Critics Page
Nalo Hopkinson's Message in a Bottle
Kamla is an art curator from the future. Sent back into our present—her past—in order to retrieve artworks that otherwise would not survive until her own time, she’s one of a group of curators who had themselves cloned. Their memories were implanted into embryos that were genetically altered, with fully developed brains to contain their already-adult sensibilities, and with “extra-long” telomeres so that they would grow up extremely slowly. In our present they’ve been diagnosed as having “Delayed Growth Syndrome (DGS).” The mission of these “children who weren’t children” is to find the works of art they need, and preserve those works until they “grow [their] way” back to the future from which they started.
This, as we eventually learn, is the premise of Nalo Hopkinson’s science fiction story, “Message in a Bottle,” a parable about art and futurity. The story can be found in Hopkinson’s collection Falling In Love With Hominids (2015).The curators’ ruse for implanting themselves in the past may seem crazily over-elaborate, even for a science fiction story that posits the existence of time travel. But the story explains that it’s all due to budgetary constraints: “they wanted to send us here and back as full adults, but do you have any idea what the freight costs would have been? The insurance. Arts grants are hard to get in my world, too.” Neoliberal austerity still seems to exist in the future, and it leads to some gruesome consequences. It’s creepy to hear Kamla complain that, thanks to her original’s memories, she remembers what sex is like, “even though this body isn’t interested in adult sex,” and won’t attain puberty for another 50 years. Worst of all, Kamla and the other DGS kids face the prospect of being institutionalized on account of their anomaly. Some of them will “get abused… just like real children” all too frequently are.
The story’s narrator, though, is not Kamla, but Greg, an Indigenous Canadian artist. He continually collects all sorts of miscellaneous stuff, which he uses as raw material for his multimedia art installations. These works combine advanced computing technologies with “present-day historical artifacts” from the everyday lives of indigenous people in North America. The point is to get away from white people’s fetishization of “the iconic past” of native peoples, and to show instead how native peoples are as fully enmeshed in the hypermodern present of global capitalism—with its racism and uneven development—as everyone else.

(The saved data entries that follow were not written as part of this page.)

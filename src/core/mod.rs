//! Core engine for the release-metadata pipeline
//!
//! This module contains the classification and policy-resolution engine:
//!
//! - **policy**: The immutable policy table driving every decision
//! - **classify**: Branch and topic classifiers
//! - **workflow**: Class-to-workflow reverse index
//! - **version**: Version-policy validation and the promotion gate
//! - **manifest**: Project manifest parsing (JSON/YAML)
//! - **metadata**: The metadata record and final assembly
//! - **enrich**: Workflow-specific field enrichment
//! - **error**: Error types with contextual help messages

pub mod classify;
pub mod enrich;
pub mod error;
pub mod manifest;
pub mod metadata;
pub mod policy;
pub mod version;
pub mod workflow;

In an unstable, accelerating world, he feels, “art helps us know how to do change.”
When Greg learns of Kamla’s mission, he is seduced and excited by the thought that Kamla will take his own art with her into the future. Only this leads to one final distressing twist. It turns out that Kamla has come back in time, not to rescue Greg’s own art, but to get hold of a particular seashell that he randomly placed in one of his installations. In Kamla’s future world, they understand that “human beings aren’t the only ones who make art.” Other living beings do as well, even if “we don’t always know what they’re saying.” Indeed, it was “the nascent identity politics as expressed by artists of the twentieth and twenty-first centuries,” like Greg, that led future art historians to this broader understanding. Kamla explains to Greg that the shell in his installation is a work of innovative genius, in which a mollusk “expresses a set of concepts that haven’t been explored before by the other artists of its species.” And so it is the seashell, and not his own work, that gives Greg a “ticket to the future.”

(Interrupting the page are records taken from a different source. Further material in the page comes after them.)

//! File updaters for version rewriting
//!
//! Selection is data-driven from the policy table: structured JSON/YAML
//! documents carry a top-level `version` field, Dockerfiles carry a
//! `LABEL version` line, compose files carry image tags. Compose updates
//! only touch images under the project's container registry; third-party
//! images (databases, caches) keep their pinned tags. Updaters for files
//! without a recognizable version location return the content unchanged.

use crate::core::error::{MetaError, MetaResult};
use crate::core::policy::UpdaterKind;
use regex::Regex;
use serde_json::Value as JsonValue;
use serde_yaml::Value as YamlValue;

const DOCKERFILE_LABEL: &str = r#"(?m)^(LABEL\s+version=")([^"]*)(")"#;

/// Read the current version out of file content. For compose files,
/// `image_prefix` selects which service images belong to the project.
pub fn read_version(kind: UpdaterKind, content: &str, image_prefix: &str) -> MetaResult<Option<String>> {
  match kind {
    UpdaterKind::Json => {
      let doc: JsonValue = serde_json::from_str(content)?;
      Ok(doc.get("version").and_then(JsonValue::as_str).map(str::to_string))
    }
    UpdaterKind::Yaml => {
      let doc: YamlValue =
        serde_yaml::from_str(content).map_err(|e| MetaError::message(format!("YAML error: {}", e)))?;
      Ok(doc.get("version").and_then(YamlValue::as_str).map(str::to_string))
    }
    UpdaterKind::Dockerfile => {
      let re = dockerfile_label()?;
      Ok(re.captures(content).map(|c| c[2].to_string()))
    }
    UpdaterKind::Compose => {
      let doc: YamlValue =
        serde_yaml::from_str(content).map_err(|e| MetaError::message(format!("YAML error: {}", e)))?;
      let first_tag = doc
        .get("services")
        .and_then(YamlValue::as_mapping)
        .and_then(|services| {
          services.values().find_map(|svc| {
            svc
              .get("image")
              .and_then(YamlValue::as_str)
              .filter(|image| image.starts_with(image_prefix))
              .and_then(|image| image.rsplit_once(':'))
              .map(|(_, tag)| tag.to_string())
          })
        });
      Ok(first_tag)
    }
  }
}

/// Rewrite the version in file content, preserving everything else
pub fn write_version(kind: UpdaterKind, content: &str, version: &str, image_prefix: &str) -> MetaResult<String> {
  match kind {
    UpdaterKind::Json => {
      let mut doc: JsonValue = serde_json::from_str(content)?;
      if let Some(obj) = doc.as_object_mut() {
        obj.insert("version".to_string(), JsonValue::String(version.to_string()));
      }
      let mut out = serde_json::to_string_pretty(&doc)?;
      out.push('\n');
      Ok(out)
    }
    UpdaterKind::Yaml => {
      let mut doc: YamlValue =
        serde_yaml::from_str(content).map_err(|e| MetaError::message(format!("YAML error: {}", e)))?;
      if let Some(mapping) = doc.as_mapping_mut() {
        mapping.insert(
          YamlValue::String("version".to_string()),
          YamlValue::String(version.to_string()),
        );
      }
      serde_yaml::to_string(&doc).map_err(|e| MetaError::message(format!("YAML error: {}", e)))
    }
    UpdaterKind::Dockerfile => {
      let re = dockerfile_label()?;
      Ok(re.replace_all(content, format!("${{1}}{}${{3}}", version)).into_owned())
    }
    UpdaterKind::Compose => {
      let mut doc: YamlValue =
        serde_yaml::from_str(content).map_err(|e| MetaError::message(format!("YAML error: {}", e)))?;
      if let Some(services) = doc.get_mut("services").and_then(YamlValue::as_mapping_mut) {
        for service in services.values_mut() {
          let retagged = service
            .get("image")
            .and_then(YamlValue::as_str)
            .filter(|image| image.starts_with(image_prefix))
            .and_then(|image| image.rsplit_once(':'))
            .map(|(repository, _tag)| format!("{}:{}", repository, version));
          if let Some(retagged) = retagged
            && let Some(mapping) = service.as_mapping_mut()
          {
            mapping.insert(
              YamlValue::String("image".to_string()),
              YamlValue::String(retagged),
            );
          }
        }
      }
      serde_yaml::to_string(&doc).map_err(|e| MetaError::message(format!("YAML error: {}", e)))
    }
  }
}

fn dockerfile_label() -> MetaResult<Regex> {
  Regex::new(DOCKERFILE_LABEL).map_err(|e| MetaError::message(format!("Regex error: {}", e)))
}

Hopkinson’s story suggests that art allows us to push beyond the boundaries of the self, and to embrace wider social, cultural, and even biological concerns. But art is never a panacea; like everything else in our lives, it is subject to painful compromises and constraints. Hopkinson captures this as much through the tone of her story, as through its content. “Message in a Bottle” seems light and humorous when you first read it; but its implications are deep and troubling.